Едем каменистой пустыней по отличному шоссе. Вначале я подумал, что у подножия ближайшей горы покоится на земле огромное белое облако. Оказалось, это пар, окутавший горячий источник. Пар используется для вращения турбины.

Подземная энергия — вещь хорошая. Однако есть одно «но»: в чьи руки она попадает — древнего греческого бога Гефеста, занимающегося кузнечным делом и помогающего людям, или глупого великана Суртура из исландских саг. Там сказано: придет с юга огненный великан Суртур, и бог Фрей вступит с ним в битву. Бог Фрей погибнет, а Суртур сожжет весь мир.

Шутки шутками, но вот не так уж давно, лет десять назад, в исландских газетах появились заголовки: «Суртур наступает с юга», «Суртур все еще бушует». А великан и на самом деле бушевал. Пробил дно океана и выбрался оттуда. Причем близ южного побережья Исландии, будто стали сбываться пророчества сказаний.

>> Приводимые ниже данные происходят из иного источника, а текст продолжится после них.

//! Replica-local session store
//!
//! A single map guarded by a reader-writer lock. Register/unregister are
//! rare relative to lookups, so readers stay cheap.

use crate::error::{GatewayError, Result};
use crate::session::{
    conflicting_session, PushOutcome, SessionConnection, SessionMessage, SessionMeta,
};
use std::collections::HashMap;
use std::sync::{Arc, RwLock};
use tracing::{info, warn};

/// In-process session store
pub struct LocalSessionStore {
    connections: RwLock<HashMap<String, Arc<SessionConnection>>>,
}

impl LocalSessionStore {
    pub fn new() -> Self {
        Self {
            connections: RwLock::new(HashMap::new()),
        }
    }

    pub fn register(&self, meta: SessionMeta) -> Result<Arc<SessionConnection>> {
        let mut connections = self.connections.write().unwrap();
        if let Some(existing) = connections.get(&meta.id) {
            if existing.meta().matches(&meta) {
                return Ok(Arc::clone(existing));
            }
            return Err(conflicting_session(&meta.id));
        }

        let connection = SessionConnection::new(meta.clone());
        connections.insert(meta.id.clone(), Arc::clone(&connection));
        info!("Registered session {} on prefix {}", meta.id, meta.prefix);
        Ok(connection)
    }

    pub fn get(&self, id: &str) -> Result<Arc<SessionConnection>> {
        let connections = self.connections.read().unwrap();
        connections
            .get(id)
            .cloned()
            .ok_or_else(|| GatewayError::session_not_found(id))
    }

    pub fn unregister(&self, id: &str) -> Result<()> {
        let removed = self.connections.write().unwrap().remove(id);
        if let Some(connection) = removed {
            connection.close();
            info!("Unregistered session {}", id);
        }
        Ok(())
    }

    pub fn list(&self) -> Vec<Arc<SessionConnection>> {
        self.connections.read().unwrap().values().cloned().collect()
    }

    pub fn send(
        &self,
        connection: &Arc<SessionConnection>,
        message: SessionMessage,
    ) -> Result<()> {
        let event = message.event.clone();
        match connection.push(message) {
            PushOutcome::Delivered => Ok(()),
            PushOutcome::Dropped => {
                warn!(
                    "Session {} queue is full, dropping '{}' event",
                    connection.meta().id,
                    event
                );
                Ok(())
            }
            PushOutcome::Closed => Err(GatewayError::session_not_found(&connection.meta().id)),
        }
    }
}

impl Default for LocalSessionStore {
    fn default() -> Self {
        Self::new()
    }
}

#[cfg(test)]
mod tests {
    use super::*;

    #[test]
    fn test_register_is_idempotent_on_identical_meta() {
        let store = LocalSessionStore::new();
        let meta = SessionMeta::streamable("s1", "/svc");
        let first = store.register(meta.clone()).unwrap();
        assert_eq!(
            first.push(SessionMessage::message("queued")),
            PushOutcome::Delivered
        );

        let second = store.register(meta).unwrap();
        assert!(Arc::ptr_eq(&first, &second));

        // The queue was not reset by re-registration.
        let mut rx = second.take_receiver().unwrap();
        assert_eq!(rx.try_recv().unwrap().data, "queued");
    }

    #[test]
    fn test_register_conflicts_on_different_meta() {
        let store = LocalSessionStore::new();
        store.register(SessionMeta::streamable("s1", "/a")).unwrap();
        let err = store
            .register(SessionMeta::streamable("s1", "/b"))
            .unwrap_err();
        assert!(matches!(err, GatewayError::Conflict { .. }));
    }

    #[test]
    fn test_get_unknown_is_not_found() {
        let store = LocalSessionStore::new();
        assert!(matches!(
            store.get("ghost").unwrap_err(),
            GatewayError::SessionNotFound { .. }
        ));
    }

    #[test]
    fn test_unregister_closes_and_is_idempotent() {
        let store = LocalSessionStore::new();
        let conn = store.register(SessionMeta::streamable("s1", "/")).unwrap();
        store.unregister("s1").unwrap();
        assert!(conn.is_closed());
        assert!(store.get("s1").is_err());
        // A second unregister is a no-op.
        store.unregister("s1").unwrap();
    }
}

Об этом подводном извержении сообщала пресса всего мира. Потом Суртур устал и успокоился. А государственная территория Исландии пополнилась еще одним, пусть и небольшим, островом, который назвали Суртсей — остров Суртура.

Прошли годы, о великане стали забывать. И вот в ночь на 23 января 1973 года он снова взялся за свое дело.

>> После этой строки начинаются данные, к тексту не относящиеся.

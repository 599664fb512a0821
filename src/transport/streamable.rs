//! Streamable-HTTP backend transport
//!
//! JSON-RPC over HTTP request/response against the backend's MCP endpoint.
//! The backend may assign its own session id on `initialize`; it is carried
//! on the follow-up calls alongside the headers forwarded from the client.

use crate::error::{GatewayError, Result};
use crate::mcp::types::{
    HEADER_MCP_SESSION_ID, LATEST_PROTOCOL_VERSION, METHOD_INITIALIZE,
    METHOD_NOTIFICATION_INITIALIZED, METHOD_TOOLS_CALL, METHOD_TOOLS_LIST, SERVER_NAME,
};
use crate::mcp::{CallToolResult, JsonRpcRequest, JsonRpcResponse, ListToolsResult, ToolSchema};
use crate::transport::{CONNECT_TIMEOUT_SECS, REQUEST_TIMEOUT_SECS};
use reqwest::Client;
use serde_json::{json, Value};
use std::collections::HashMap;
use tokio::time::Duration;
use tracing::debug;

struct StreamableClient {
    http: Client,
    url: String,
    headers: HashMap<String, String>,
    backend_session: Option<String>,
    next_id: u64,
}

impl StreamableClient {
    fn new(url: &str, headers: &HashMap<String, String>) -> Result<Self> {
        let http = Client::builder()
            .timeout(Duration::from_secs(REQUEST_TIMEOUT_SECS))
            .connect_timeout(Duration::from_secs(CONNECT_TIMEOUT_SECS))
            .build()
            .map_err(|e| GatewayError::transport(format!("failed to create HTTP client: {}", e)))?;
        Ok(Self {
            http,
            url: url.to_string(),
            headers: headers.clone(),
            backend_session: None,
            next_id: 1,
        })
    }

    async fn initialize(&mut self) -> Result<()> {
        let params = json!({
            "protocolVersion": LATEST_PROTOCOL_VERSION,
            "capabilities": {},
            "clientInfo": {
                "name": SERVER_NAME,
                "version": env!("CARGO_PKG_VERSION"),
            },
        });
        self.request(METHOD_INITIALIZE, Some(params)).await?;
        self.notify(METHOD_NOTIFICATION_INITIALIZED).await;
        Ok(())
    }

    async fn request(&mut self, method: &str, params: Option<Value>) -> Result<Value> {
        let id = self.next_id;
        self.next_id += 1;
        let request = JsonRpcRequest::new(id, method, params);

        let mut builder = self
            .http
            .post(&self.url)
            .header("Content-Type", "application/json")
            .header("Accept", "application/json");
        for (key, value) in &self.headers {
            builder = builder.header(key, value);
        }
        if let Some(ref session) = self.backend_session {
            builder = builder.header(HEADER_MCP_SESSION_ID, session);
        }

        let response = builder.json(&request).send().await.map_err(|e| {
            GatewayError::transport(format!("request to {} failed: {}", self.url, e))
        })?;

        let status = response.status();
        if let Some(session) = response
            .headers()
            .get(HEADER_MCP_SESSION_ID)
            .and_then(|v| v.to_str().ok())
        {
            self.backend_session = Some(session.to_string());
        }
        if !status.is_success() {
            return Err(GatewayError::transport(format!(
                "backend {} returned HTTP {}",
                self.url, status
            )));
        }

        let rpc: JsonRpcResponse = response.json().await.map_err(|e| {
            GatewayError::transport(format!("invalid JSON-RPC response from {}: {}", self.url, e))
        })?;
        if let Some(error) = rpc.error {
            return Err(GatewayError::transport(format!(
                "backend error {}: {}",
                error.code, error.message
            )));
        }
        rpc.result.ok_or_else(|| {
            GatewayError::transport(format!("backend {} returned an empty result", self.url))
        })
    }

    /// Fire-and-forget notification; backends answer 202 with no body
    async fn notify(&mut self, method: &str) {
        let notification = json!({"jsonrpc": "2.0", "method": method});
        let mut builder = self
            .http
            .post(&self.url)
            .header("Content-Type", "application/json");
        for (key, value) in &self.headers {
            builder = builder.header(key, value);
        }
        if let Some(ref session) = self.backend_session {
            builder = builder.header(HEADER_MCP_SESSION_ID, session);
        }
        if let Err(e) = builder.json(&notification).send().await {
            debug!("Notification '{}' to {} failed: {}", method, self.url, e);
        }
    }
}

/// One-shot tool call: initialize, call, discard the client
pub async fn call_tool(
    url: &str,
    headers: &HashMap<String, String>,
    tool_name: &str,
    arguments: &Value,
) -> Result<CallToolResult> {
    let mut client = StreamableClient::new(url, headers)?;
    client.initialize().await?;

    let result = client
        .request(
            METHOD_TOOLS_CALL,
            Some(json!({"name": tool_name, "arguments": arguments})),
        )
        .await?;
    serde_json::from_value(result).map_err(|e| {
        GatewayError::transport(format!("invalid tool result from {}: {}", url, e))
    })
}

/// One-shot tool listing
pub async fn list_tools(url: &str, headers: &HashMap<String, String>) -> Result<Vec<ToolSchema>> {
    let mut client = StreamableClient::new(url, headers)?;
    client.initialize().await?;

    let result = client.request(METHOD_TOOLS_LIST, None).await?;
    let list: ListToolsResult = serde_json::from_value(result).map_err(|e| {
        GatewayError::transport(format!("invalid tool list from {}: {}", url, e))
    })?;
    Ok(list.tools)
}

У южного побережья Исландии находится архипелаг Вестмманаэйяр. Самый большой из островов — Хеймаэй. Здесь находится город, названный по имени архипелага — Вестмманаэйяр. В городе шесть тысяч жителей, в основном рыбаки. Есть большой завод мороженого рыбного филе.

В ту январскую ночь недалеко от города у горы Хелгфелт образовалась щель длиной в полтора километра, из которой началось извержение. Гора Хелгфелт когда-то была вулканом. Последний раз он пробуждался пять-шесть тысячелетий назад. Но в спокойствие вулканов никогда верить не стоит.

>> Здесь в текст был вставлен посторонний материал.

//! Backend transports
//!
//! Per-invocation adapters speaking MCP to backend servers. Both transports
//! are one-shot: a fresh client per call runs `initialize`, the requested
//! operation, and is discarded, so no backend state leaks across distinct
//! client sessions. Pooling would be a legitimate optimisation but must
//! preserve that isolation.

mod stdio;
mod streamable;

use crate::config::{McpServerConfig, McpServerType};
use crate::error::{GatewayError, Result};
use crate::mcp::{CallToolResult, ToolSchema};
use serde_json::Value;
use std::collections::HashMap;

/// Timeout for the backend `initialize` exchange
pub(crate) const CONNECT_TIMEOUT_SECS: u64 = 30;

/// Timeout for a backend tool call
pub(crate) const REQUEST_TIMEOUT_SECS: u64 = 120;

/// Execute a tool call against a backend MCP server
///
/// `headers` carries the forwarded client headers (streamable transport);
/// `env` the rendered environment (stdio transport).
pub async fn call_tool(
    server: &McpServerConfig,
    tool_name: &str,
    arguments: &Value,
    headers: &HashMap<String, String>,
    env: &HashMap<String, String>,
) -> Result<CallToolResult> {
    match server.server_type {
        McpServerType::Streamable => {
            let url = server_url(server)?;
            streamable::call_tool(url, headers, tool_name, arguments).await
        }
        McpServerType::Stdio => {
            let command = server_command(server)?;
            stdio::call_tool(command, &server.args, env, tool_name, arguments).await
        }
    }
}

/// Fetch the backend's tool list (used by proxied prefixes)
pub async fn list_tools(
    server: &McpServerConfig,
    headers: &HashMap<String, String>,
    env: &HashMap<String, String>,
) -> Result<Vec<ToolSchema>> {
    match server.server_type {
        McpServerType::Streamable => {
            let url = server_url(server)?;
            streamable::list_tools(url, headers).await
        }
        McpServerType::Stdio => {
            let command = server_command(server)?;
            stdio::list_tools(command, &server.args, env).await
        }
    }
}

fn server_url(server: &McpServerConfig) -> Result<&str> {
    server
        .url
        .as_deref()
        .filter(|u| !u.is_empty())
        .ok_or_else(|| {
            GatewayError::transport(format!("MCP server '{}' has no url", server.name))
        })
}

fn server_command(server: &McpServerConfig) -> Result<&str> {
    server
        .command
        .as_deref()
        .filter(|c| !c.is_empty())
        .ok_or_else(|| {
            GatewayError::transport(format!("MCP server '{}' has no command", server.name))
        })
}
//! Gateway core: HTTP surface, dispatcher, SSE plane and reload control

pub mod dispatch;
pub mod reload;
pub mod server;
pub mod sse;

pub use server::{
    spawn_internal_listener, spawn_public_listener, GatewayServer, PublicListener,
    SHUTDOWN_GRACE_SECS,
};
//! File-backed config store
//!
//! The config store collaborator: `list()` returns every configuration
//! document under the configured path. A path may be a single YAML file
//! (possibly multi-document) or a directory of `.yaml`/`.yml` files, read
//! in file-name order so repeated listings are stable.

use crate::config::types::ConfigDocument;
use crate::error::{GatewayError, Result};
use serde::Deserialize;
use std::path::{Path, PathBuf};
use tracing::debug;

/// Reads config documents from a file or directory
#[derive(Debug, Clone)]
pub struct FileConfigStore {
    path: PathBuf,
}

impl FileConfigStore {
    pub fn new(path: impl Into<PathBuf>) -> Self {
        Self { path: path.into() }
    }

    /// The path this store reads from
    pub fn path(&self) -> &Path {
        &self.path
    }

    /// List all config documents
    pub fn list(&self) -> Result<Vec<ConfigDocument>> {
        let mut files = Vec::new();
        if self.path.is_dir() {
            for entry in std::fs::read_dir(&self.path).map_err(|e| {
                GatewayError::config(format!(
                    "failed to read config directory {}: {}",
                    self.path.display(),
                    e
                ))
            })? {
                let path = entry
                    .map_err(|e| GatewayError::config(format!("failed to list config dir: {}", e)))?
                    .path();
                if is_yaml(&path) {
                    files.push(path);
                }
            }
            files.sort();
        } else if self.path.exists() {
            files.push(self.path.clone());
        } else {
            return Err(GatewayError::config(format!(
                "config store path {} does not exist",
                self.path.display()
            )));
        }

        let mut documents = Vec::new();
        for file in &files {
            let content = std::fs::read_to_string(file).map_err(|e| {
                GatewayError::config(format!("failed to read {}: {}", file.display(), e))
            })?;
            let stem = file
                .file_stem()
                .map(|s| s.to_string_lossy().into_owned())
                .unwrap_or_else(|| "config".to_string());

            for (index, deserializer) in serde_yaml::Deserializer::from_str(&content).enumerate() {
                let value = serde_yaml::Value::deserialize(deserializer).map_err(|e| {
                    GatewayError::config(format!("invalid YAML in {}: {}", file.display(), e))
                })?;
                if value.is_null() {
                    continue;
                }
                let mut document: ConfigDocument =
                    serde_yaml::from_value(value).map_err(|e| {
                        GatewayError::config(format!(
                            "invalid config document in {}: {}",
                            file.display(),
                            e
                        ))
                    })?;
                if document.name.is_empty() {
                    document.name = if index == 0 {
                        stem.clone()
                    } else {
                        format!("{}#{}", stem, index)
                    };
                }
                documents.push(document);
            }
        }

        debug!(
            "Loaded {} config document(s) from {}",
            documents.len(),
            self.path.display()
        );
        Ok(documents)
    }
}

fn is_yaml(path: &Path) -> bool {
    matches!(
        path.extension().and_then(|e| e.to_str()),
        Some("yaml") | Some("yml")
    )
}

#[cfg(test)]
mod tests {
    use super::*;
    use std::io::Write;

    #[test]
    fn test_list_directory_sorted() {
        let dir = tempfile::tempdir().unwrap();
        for (file, server) in [("b.yaml", "beta"), ("a.yaml", "alpha")] {
            let mut f = std::fs::File::create(dir.path().join(file)).unwrap();
            writeln!(f, "servers:\n  - name: {}", server).unwrap();
        }
        std::fs::write(dir.path().join("notes.txt"), "ignored").unwrap();

        let store = FileConfigStore::new(dir.path());
        let docs = store.list().unwrap();
        assert_eq!(docs.len(), 2);
        assert_eq!(docs[0].name, "a");
        assert_eq!(docs[0].servers[0].name, "alpha");
        assert_eq!(docs[1].name, "b");
    }

    #[test]
    fn test_multi_document_file() {
        let dir = tempfile::tempdir().unwrap();
        let path = dir.path().join("all.yaml");
        std::fs::write(
            &path,
            "servers:\n  - name: one\n---\nservers:\n  - name: two\n",
        )
        .unwrap();

        let store = FileConfigStore::new(&path);
        let docs = store.list().unwrap();
        assert_eq!(docs.len(), 2);
        assert_eq!(docs[0].name, "all");
        assert_eq!(docs[1].name, "all#1");
    }

    #[test]
    fn test_missing_path_is_error() {
        let store = FileConfigStore::new("/definitely/not/here.yaml");
        assert!(store.list().is_err());
    }
}
fn template_context(
    req: &HttpRequest,
    server: &Arc<GatewayServer>,
    arguments: &Value,
    server_config: Option<&Arc<ServerConfig>>,
) -> TemplateContext {
    let mut headers = HashMap::new();
    for (name, value) in req.headers() {
        if let Ok(value) = value.to_str() {
            headers
                .entry(name.as_str().to_string())
                .or_insert_with(|| value.to_string());
        }
    }
    let query: HashMap<String, String> =
        serde_urlencoded::from_str(req.query_string()).unwrap_or_default();

    let mut ctx = TemplateContext::new(arguments.clone())
        .with_request(headers, query, req.path())
        .with_env(server.env());
    if let Some(config) = server_config {
        ctx = ctx.with_config(&config.config);
    }
    ctx
}

async fn proxy_list_tools(
    req: &HttpRequest,
    server: &Arc<GatewayServer>,
    backend: &Arc<McpServerConfig>,
) -> Result<Vec<crate::mcp::ToolSchema>> {
    let ctx = template_context(req, server, &json!({}), None);
    let env = render_map(&backend.env, &ctx)?;
    let headers = forwarded_headers(req);
    transport::list_tools(backend, &headers, &env).await
}

async fn proxy_call_tool(
    req: &HttpRequest,
    server: &Arc<GatewayServer>,
    backend: &Arc<McpServerConfig>,
    tool_name: &str,
    arguments: &Value,
) -> Result<CallToolResult> {
    let ctx = template_context(req, server, arguments, None);
    let env = render_map(&backend.env, &ctx)?;
    let headers = forwarded_headers(req);
    transport::call_tool(backend, tool_name, arguments, &headers, &env).await
}

async fn execute_proxied_tool(
    req: &HttpRequest,
    server: &Arc<GatewayServer>,
    snapshot: &Arc<GatewaySnapshot>,
    tool: &Arc<ToolDefinition>,
    arguments: &Value,
    ctx: &TemplateContext,
) -> Result<CallToolResult> {
    let backend = snapshot
        .mcp_server(tool.backend_name())
        .ok_or_else(|| GatewayError::transport(format!(
            "MCP server '{}' not found",
            tool.backend_name()
        )))?;

    // Backend-level env first, tool-level entries override.
    let mut env = render_map(&backend.env, ctx)?;
    env.extend(render_map(&tool.env, ctx)?);
    let headers = forwarded_headers(req);
    transport::call_tool(backend, &tool.name, arguments, &headers, &env).await
}

/// Render and execute a templated HTTP tool
async fn execute_http_tool(
    tool: &ToolDefinition,
    ctx: &TemplateContext,
    arguments: &Value,
) -> Result<CallToolResult> {
    let url = render_str(&tool.request_template.url, ctx)?;
    let headers = render_map(&tool.request_template.headers, ctx)?;
    let body = if tool.request_template.body.is_empty() {
        serde_json::to_string(arguments)?
    } else {
        render_str(&tool.request_template.body, ctx)?
    };

    let client = Client::builder()
        .timeout(Duration::from_secs(HTTP_TOOL_TIMEOUT_SECS))
        .build()
        .map_err(|e| GatewayError::transport(format!("failed to create HTTP client: {}", e)))?;
    let method = reqwest::Method::from_bytes(tool.method.as_bytes())
        .map_err(|_| GatewayError::transport(format!("unsupported method '{}'", tool.method)))?;

    let mut builder = client.request(method, &url);
    for (key, value) in &headers {
        builder = builder.header(key, value);
    }
    if matches!(tool.method.as_str(), "POST" | "PUT" | "PATCH") {
        builder = builder.header("Content-Type", "application/json").body(body);
    }

    let response = match builder.send().await {
        Ok(response) => response,
        Err(e) => return Ok(CallToolResult::error_text(format!("HTTP request failed: {}", e))),
    };
    let status = response.status();
    let text = match response.text().await {
        Ok(text) => text,
        Err(e) => {
            return Ok(CallToolResult::error_text(format!(
                "Failed to read response body: {}",
                e
            )))
        }
    };
    if !status.is_success() {
        return Ok(CallToolResult::error_text(format!(
            "HTTP request failed with status {}: {}",
            status, text
        )));
    }

    let output = if tool.response_template.body.is_empty() {
        text
    } else {
        let data = serde_json::from_str(&text).unwrap_or(Value::Null);
        let response_ctx = ctx.clone().with_response(&text, data);
        render_str(&tool.response_template.body, &response_ctx)?
    };
    Ok(CallToolResult::text(output))
}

На сей раз извержение началось так тихо, что люди даже не почувствовали. Дежурные полицейские и пожарные бросились в дома будить людей и торопили их в порт. Нужно было действовать быстро, потому что с Суртуром шутки плохи.

К счастью, в это время стояла плохая погода, и все рыбацкие суда находились в порту. Все население спешно погрузилось на них. С собой можно было взять собаку, кошку или канарейку — только живность, но никаких вещей. Дорога была каждая секунда. На город падали раскаленные камни, сыпался черный пепел.

К утру население города эвакуировали. Все было хорошо организовано. Ни одной жертвы. Зато в пути на одном судне родился ребенок, и Исландия получила еще одного гражданина.

Из множества вулканов, открывшихся в начале извержения, остались затем два основных, из которых стала вырываться лава. В первое время она текла в море, но вот повернула на город, к главному его предприятию — рыбозаводу.

И тогда пришлось вступить в схватку со стихией. Мощные насосы, установленные на берегу моря, гнали воду по толстым пластмассовым трубам к переднему краю лавового потока, притормаживая наступление раскаленных масс. Может быть, именно это и сыграло решающую роль. Так или иначе, лава подползла к зданию завода, проломила одну его стену и остановилась, застыв. И осталась здесь базальтовая стена, равная по высоте заводскому зданию.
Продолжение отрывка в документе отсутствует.